MUITO
A bênção
Franklin Carvalho*
Por Franklin Carvalho*
— A benção, meu avô.
— Deus lhe abençoe. Quem é?
— Lembra não? Sou caçula da Germina, da Serra Branca.
— Da sua mãe, lembro sim. Tempo que ela não aparece aqui. Mais uma iludida pelo meu filho Horácio. O sujeito faz meninos por toda parte, depois despreza.
— Vim falar dele não. Nem considero meu pai. Nunca nos deu um fósforo.
— Que quer, então? Não posso criar filho dos outros.
— Olha direito pra mim… Já sou um homem-feito, 16 anos. Vim pedir nada. Sossegue com seu dinheiro e suas posses.
— Mas não quero que falem mal de mim, também, não. Todo dia é pra começar um testamento, mas esqueço. A memória fraca, a vista curta. Porém, quando eu descansar, deixo um pedaço para cada um. Por enquanto, tudo o que tenho me é necessário.
— Busco só a benção, mesmo. Parto amanhã, para a romaria de Nossa Senhora das Candeias. A festa acontece no dia 2 de fevereiro. Vou pagar promessa na fonte milagrosa, pela cura de um cobreiro que deu nos braços de mãe. De lá, sigo para Salvador. Vou procurar o povo de santo de Joãozinho da Gomeia, na capital.
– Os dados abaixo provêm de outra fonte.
impl<'db> StructRef<'db> {
    pub(crate) fn new(db: &'db Database, idx: ArchetypeIdx, data: &'db ArchetypeData, body: &'db StructData) -> Self {
        Self { db, idx, data, body }
    }

    pub(crate) fn data(&self) -> &'db ArchetypeData {
        self.data
    }

    pub(crate) fn db(&self) -> &'db Database {
        self.db
    }

    fn at(&self, idx: ArchetypeIdx) -> Option<StructRef<'db>> {
        ArchetypeRef::new(self.db, idx)?.as_struct()
    }

    // ==========================================================================
    // Entity
    // ==========================================================================

    pub fn entity(&self) -> &'db Entity {
        &self.data.entity
    }

    pub fn id(&self) -> EntityId {
        self.data.entity.id
    }

    pub fn name(&self) -> &'db str {
        &self.data.entity.name
    }

    pub fn qualified_name(&self) -> &'db str {
        &self.data.entity.qualified_name
    }

    pub fn properties(&self) -> &'db Properties {
        &self.data.entity.properties
    }

    pub fn memory_size(&self) -> usize {
        self.data.memory_size
    }

    pub fn access(&self) -> AccessSpecifier {
        self.data.access
    }

    pub fn is_class(&self) -> bool {
        self.kind() == EntityKind::Class
    }

    pub fn kind(&self) -> EntityKind {
        self.data.body.kind()
    }

    pub fn outer(&self) -> Option<EntityRef<'db>> {
        self.db.get_entity_by_id(self.data.entity.outer?)
    }

    pub fn as_archetype(&self) -> ArchetypeRef<'db> {
        if self.is_class() {
            ArchetypeRef::Class(*self)
        } else {
            ArchetypeRef::Struct(*self)
        }
    }

    // ==========================================================================
    // Inheritance
    // ==========================================================================

    /// Direct parents in registration order.
    pub fn direct_parents(self) -> impl Iterator<Item = DirectParent<'db>> + 'db {
        self.body.direct_parents.iter().filter_map(move |edge| {
            Some(DirectParent {
                access: edge.access,
                parent: self.at(edge.parent)?,
            })
        })
    }

    pub fn direct_parent_count(&self) -> usize {
        self.body.direct_parents.len()
    }

    /// Every struct inheriting from this one, directly or not.
    pub fn children(self) -> impl Iterator<Item = StructRef<'db>> + 'db {
        self.body.children.iter().filter_map(move |&idx| self.at(idx))
    }

    pub fn children_count(&self) -> usize {
        self.body.children.len()
    }

    /// Check if `other` is reachable through the parent edges. A struct does
    /// not inherit from itself.
    #[cfg_attr(feature = "profiling", profiling::function)]
    pub fn inherits_from(&self, other: StructRef<'_>) -> bool {
        self.direct_parents()
            .any(|edge| edge.parent.idx == other.idx || edge.parent.inherits_from(other))
    }

    /// Check if `other` inherits from this struct, directly or not.
    pub fn is_base_of(&self, other: StructRef<'_>) -> bool {
        self.body.has_child(other.idx)
    }

    // ==========================================================================
    // Fields
    // ==========================================================================

    /// First field named `name`. Parents are not searched.
    pub fn get_field(&self, name: &str) -> Option<&'db Field> {
        self.body.fields.first(name)
    }

    /// Every field named `name` (shadowed inherited fields included).
    pub fn get_fields(&self, name: &str) -> Vec<&'db Field> {
        self.body.fields.named(name).collect()
    }

    pub fn get_static_field(&self, name: &str) -> Option<&'db StaticField> {
        self.body.static_fields.first(name)
    }

    pub fn get_static_fields(&self, name: &str) -> Vec<&'db StaticField> {
        self.body.static_fields.named(name).collect()
    }

    pub fn fields(self) -> impl Iterator<Item = &'db Field> + 'db {
        self.body.fields.iter()
    }

    pub fn static_fields(self) -> impl Iterator<Item = &'db StaticField> + 'db {
        self.body.static_fields.iter()
    }

    pub fn field_count(&self) -> usize {
        self.body.fields.len()
    }

    pub fn static_field_count(&self) -> usize {
        self.body.static_fields.len()
    }

    predicate_lookups!("field", &'db Field, fields,
        get_field_by_predicate, get_fields_by_predicate, foreach_field);
    predicate_lookups!("static field", &'db StaticField, static_fields,
        get_static_field_by_predicate, get_static_fields_by_predicate, foreach_static_field);

    // ==========================================================================
    // Methods
    // ==========================================================================

    /// First method named `name` carrying at least `min_flags`.
    ///
    /// With `search_parents`, parents are searched depth-first in
    /// registration order when nothing matches locally.
    pub fn get_method(&self, name: &str, min_flags: MethodFlags, search_parents: bool) -> Option<&'db Method> {
        find_member(*self, |s| &s.methods, name, &|m: &Method| m.has_flags(min_flags), search_parents)
    }

    /// Every method named `name` carrying at least `min_flags`, each at most
    /// once even when reachable through several parents.
    pub fn get_methods(&self, name: &str, min_flags: MethodFlags, search_parents: bool) -> Vec<&'db Method> {
        let mut found = Vec::new();
        collect_members(
            *self,
            |s| &s.methods,
            name,
            &|m: &Method| m.has_flags(min_flags),
            search_parents,
            &mut found,
            &mut FxHashSet::default(),
        );
        found
    }

    pub fn get_static_method(
        &self,
        name: &str,
        min_flags: MethodFlags,
        search_parents: bool,
    ) -> Option<&'db StaticMethod> {
        find_member(*self, |s| &s.static_methods, name, &|m: &StaticMethod| m.has_flags(min_flags), search_parents)
    }

    pub fn get_static_methods(
        &self,
        name: &str,
        min_flags: MethodFlags,
        search_parents: bool,
    ) -> Vec<&'db StaticMethod> {
        let mut found = Vec::new();
        collect_members(
            *self,
            |s| &s.static_methods,
            name,
            &|m: &StaticMethod| m.has_flags(min_flags),
            search_parents,
            &mut found,
            &mut FxHashSet::default(),
        );
        found
    }

    pub fn methods(self) -> impl Iterator<Item = &'db Method> + 'db {
        self.body.methods.iter()
    }

    pub fn static_methods(self) -> impl Iterator<Item = &'db StaticMethod> + 'db {
        self.body.static_methods.iter()
    }

    pub fn method_count(&self) -> usize {
        self.body.methods.len()
    }

    pub fn static_method_count(&self) -> usize {
        self.body.static_methods.len()
    }

    predicate_lookups!("method", &'db Method, methods,
        get_method_by_predicate, get_methods_by_predicate, foreach_method);
    predicate_lookups!("static method", &'db StaticMethod, static_methods,
        get_static_method_by_predicate, get_static_methods_by_predicate, foreach_static_method);

    // ==========================================================================
    // Nested archetypes
    // ==========================================================================

    /// Nested archetype named `name` whose access matches `access`
    /// (`Undefined` matches any).
    pub fn get_nested_archetype(&self, name: &str, access: AccessSpecifier) -> Option<ArchetypeRef<'db>> {
        let &idx = self.body.nested.first(name)?;
        ArchetypeRef::new(self.db, idx).filter(|a| access.accepts(a.access()))
    }

    pub fn get_nested_struct(&self, name: &str, access: AccessSpecifier) -> Option<StructRef<'db>> {
        self.get_nested_archetype(name, access)
            .filter(ArchetypeRef::is_struct)
            .and_then(|a| a.as_struct())
    }

    pub fn get_nested_class(&self, name: &str, access: AccessSpecifier) -> Option<StructRef<'db>> {
        self.get_nested_archetype(name, access)
            .filter(ArchetypeRef::is_class)
            .and_then(|a| a.as_struct())
    }

    pub fn get_nested_enum(&self, name: &str, access: AccessSpecifier) -> Option<EnumRef<'db>> {
        self.get_nested_archetype(name, access)?.as_enum()
    }

    pub fn nested_archetypes(self) -> impl Iterator<Item = ArchetypeRef<'db>> + 'db {
        self.body.nested.iter().filter_map(move |&idx| ArchetypeRef::new(self.db, idx))
    }

    pub fn nested_archetype_count(&self) -> usize {
        self.body.nested.len()
    }

    predicate_lookups!("nested archetype", ArchetypeRef<'db>, nested_archetypes,
        get_nested_archetype_by_predicate, get_nested_archetypes_by_predicate, foreach_nested_archetype);

    // ==========================================================================
    // Instantiation
    // ==========================================================================

    /// Instantiators, ascending by parameter count.
    pub fn instantiators(self) -> impl Iterator<Item = &'db StaticMethod> + 'db {
        let methods = &self.body.static_methods;
        self.body.instantiators.iter().filter_map(move |&pos| methods.get(pos))
    }

    pub fn instantiator_count(&self) -> usize {
        self.body.instantiators.len()
    }

    /// The parameterless instantiator, if any.
    pub fn default_instantiator(&self) -> Option<&'db StaticMethod> {
        self.instantiators().next().filter(|m| m.parameter_count() == 0)
    }

    /// Build an instance with the first instantiator accepting `args`.
    pub fn make_instance<T: 'static>(&self, args: Vec<Value>) -> Result<T, InstantiationError> {
        let Some(instantiator) = self.instantiators().find(|m| m.signature.accepts(&args)) else {
            return Err(InstantiationError::NoInstantiator {
                structure: self.qualified_name().to_string(),
                arity: args.len(),
            });
        };
        let value = instantiator.invoke(args)?;
        value
            .downcast::<T>()
            .map(|boxed| *boxed)
            .map_err(|_| InstantiationError::ReturnType {
                structure: self.qualified_name().to_string(),
                expected: std::any::type_name::<T>(),
            })
    }
}

type TableOf<T> = for<'a> fn(&'a StructData) -> &'a MemberTable<T>;

#[cfg_attr(feature = "profiling", profiling::function)]
fn find_member<'db, T>(
    start: StructRef<'db>,
    table: TableOf<T>,
    name: &str,
    accept: &dyn Fn(&T) -> bool,
    search_parents: bool,
) -> Option<&'db T> {
    let local = table(start.body).named(name).find(|m| accept(*m));
    if local.is_some() || !search_parents {
        return local;
    }
    start
        .direct_parents()
        .find_map(|edge| find_member(edge.parent, table, name, accept, true))
}

#[cfg_attr(feature = "profiling", profiling::function)]
fn collect_members<'db, T: Reflected>(
    start: StructRef<'db>,
    table: TableOf<T>,
    name: &str,
    accept: &dyn Fn(&T) -> bool,
    search_parents: bool,
    found: &mut Vec<&'db T>,
    seen: &mut FxHashSet<EntityId>,
) {
    for member in table(start.body).named(name) {
        if accept(member) && seen.insert(member.id()) {
            found.push(member);
        }
    }
    if search_parents {
        for edge in start.direct_parents() {
            collect_members(edge.parent, table, name, accept, true, found, seen);
        }
    }
}

impl PartialEq for StructRef<'_> {
    fn eq(&self, other: &Self) -> bool {
        self.data.entity.id == other.data.entity.id
    }
}

impl Eq for StructRef<'_> {}

impl fmt::Debug for StructRef<'_> {
    fn fmt(&self, f: &mut fmt::Formatter<'_>) -> fmt::Result {
        write!(f, "{}({})", self.kind(), self.data.entity.qualified_name)
    }
}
Vejo sinais nos meus sonhos, gente de branco fala comigo toda noite.
— Cuidado nessas léguas grandes até a cidade de Candeias, que a estrada é deserta. Conheci um sujeito que foi a pé, sozinho, e ninguém mais soube dele, o caminho engoliu.
— Pode deixar. Olha, vim na verdade porque também recebi um aviso sobre o senhor, que é para o senhor se cuidar, há gente que lhe deseja mal e morte, por sede de herança. Tive visões de escorpiões.
— Imagino, meu jovem. Imagino e vigio tudo. Mas velho tem couraça de lobo, mal não atinge. As sobrancelhas trovejam e espantam os covardes. Quer ajuda para a viagem?
— Melhor não. Dinheiro atrapalha a penitência.
— Então, que Nossa Senhora te guie neste fim de verão, e sempre. Como é mesmo o seu nome?
— É Cosme. Igual ao seu, meu avô.
— Peça à santa que olhe por nós. Que te dê família onde for morar. Céu é isso.
— Amém, meu avô, adeus. Jesus Cristo nos abençoe.
— Amém, Cosme, amém.
*Escritor, autor de Tesserato – A tempestade a caminho (Ed. Noir)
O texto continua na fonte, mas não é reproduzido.